Yine Kahramanmaraş’ta Açı dergisini çıkardı. Lise yıllarında Hamle dergisi ile
başlayan, Diriliş, Edebiyat dergilerinde süren sanat hayatına 1976 yılında
çıkarmaya başladığı Mavera dergisiyle devam etti. Şiirleri çeşitli zamanlarda Üç
Çiçek, Papirüs, Türk Dili, Yeni Dergi’de de yayımlandı. Yeni Devir, Milli
Gazete ve Zaman gazetelerinde Ahmet Sağlam, Vedat Can, Abdurrahman Cem imzalarıyla köşe yazıları da kaleme
alan Cahit Zarifoğlu, İslam, Kadın ve Aile, Gülçocuk ve bazı çocuk dergilerinde
de ürünleriyle yer aldı. Edebî hayatının son yıllarında çocuk edebiyatına
yöneldi. Çocuklar için yazdığı kitaplardan biri olan “Yürek Dede İle Padişah” adlı
kitabıyla 1984′te Türkiye Yazarlar Birliği’nce çocuk edebiyatı dalında yılın
yazarı seçildi. Kopyalanması, taklit edilmesi son derece güç, kendini hemen ele
vermeyen, zengin ama kapalı söyleyiş biçemi, derin ve iddialı şiir diliyle, dikkat
çeken özgün şiirler yazdı.
"Şiir tarafından ihmal edildiğim bütün zamanlarda, kendi hâlime, yalnızlığıma zalimce bir hayranlık duyuyorum. İçim kabarıyor, bıraksalar da ıssızlarda başım önümde, kendime gömülerek, dolaşsam. -Yüzüm uçsuz bir çöle dönük dursam, korksam. Hemen arkamda kentler, yeşillikler, insanlar ve ilişkiler olsa bile. Yazdığım bütün şiirleri benden çalmışlar gibi özlüyorum. Onların sahibi olmadığımın bundan daha inandırıcı delili olabilir mi? Hiç olmazsa yalnız bana ait bir tek şiirim bulunsaydı. Var olmak hevesim işte böyle başkaldırıyor. Fakat masum olmasına, bağışlanabilmesine çalışıyorum. Onu eğitiyorum. Onu okşayarak yatıştırıyor ve kalın parmaklıkları aralıyarak ağına düştüğü insanperestlikten özgürlüğe kurtarıyorum." Diyen, ilk şiirlerinde ikinci yeni akımdan
etkilendiği görülen Zarifoğlu, madde-ruh
çatışmasından yola çıkarak insanın yeryüzündeki arayışlarını İslam düşüncesi
ekseninden duyumsatmıştır.
“Zor şiir” olarak nitelendirilen şiirlerinde
dinsel inançları çerçevesinde ele aldığı Anadolu insanlarının acı, mutluluk,
özlem, doğa, insan sevgisi ve umutlarını yansıttı. Kısmen gerçeküstü şiir ve geleneksel
şiir kalıplarını kullanmıştır. Zarifoğlu şiiri, dış dünyadan çok iç âleme yönelik
bir anlatıma evrilir. İç ürpertileriyle, hayretle başlayan şiirini, metafizikle
birlikte bilgeliğin kıyısına vardıran Cahit Zarifoğlu; 7 Haziran 1987 yılında
İstanbul’da dünya yolculuğunu tamamladı. Mezarı, İstanbul Beylerbeyi’nde Küplüce Mezarlığı’ndadır.
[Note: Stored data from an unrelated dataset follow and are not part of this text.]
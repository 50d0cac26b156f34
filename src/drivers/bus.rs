//! Shared I2C bus.
//!
//! The LCD and the accelerometer sit on the same two wires.  Every
//! transaction takes the bus mutex for its whole duration so register
//! writes from one device never interleave with reads from the other.

use std::sync::Mutex;

use embedded_hal::i2c::{Error as _, I2c};
use log::warn;

use crate::error::BusError;

pub struct SharedBus<B> {
    inner: Mutex<B>,
}

impl<B: I2c> SharedBus<B> {
    pub fn new(bus: B) -> Self {
        Self {
            inner: Mutex::new(bus),
        }
    }

    /// Run `f` with exclusive access to the bus.
    pub fn with<R>(&self, f: impl FnOnce(&mut B) -> Result<R, B::Error>) -> Result<R, BusError> {
        let mut bus = self.inner.lock().map_err(|_| BusError::LockPoisoned)?;
        f(&mut bus).map_err(|e| {
            warn!("I2C transfer failed: {:?}", e.kind());
            BusError::Transfer
        })
    }

    pub fn write(&self, addr: u8, bytes: &[u8]) -> Result<(), BusError> {
        self.with(|bus| bus.write(addr, bytes))
    }

    /// Write a register address, then read `buf.len()` bytes from it.
    pub fn read_register(&self, addr: u8, reg: u8, buf: &mut [u8]) -> Result<(), BusError> {
        self.with(|bus| bus.write_read(addr, &[reg], buf))
    }

    pub fn write_register(&self, addr: u8, reg: u8, value: u8) -> Result<(), BusError> {
        self.write(addr, &[reg, value])
    }
}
Eserleri: “İşaret Çocukları” (Şiirler, 1967), “Yedi Güzel Adam” (Şiirler, 1973), “İns” (Hikâyeler, 1974), “Menziller” (Şiirler, 1977), “Yaşamak” (Günlükler, 1980), “Serçekuş” (Uzun Hikâye, 1983), “Ağaçkakanlar” (Masal, 1983), “Katıraslan” (Masal, 1983), “Yürek Dede ile Padişah” (Masal, 1984, Türkiye Yazarlar Birliği Çocuk Edebiyatı Ödülü), “Savaş Ritimleri” (Roman, 1985), “Korku ve Yakarış” (Şiirler, 1986), “Bir Değirmendir Bu Dünya” (Denemeler, 1987), “Motorlu Kuş” (Masal, 1987), “Sütçü İmam” (Tiyatro, 1987), “Gülücük” (Şiir, 1989), “Ağaç Okul” (Şiir, 1990).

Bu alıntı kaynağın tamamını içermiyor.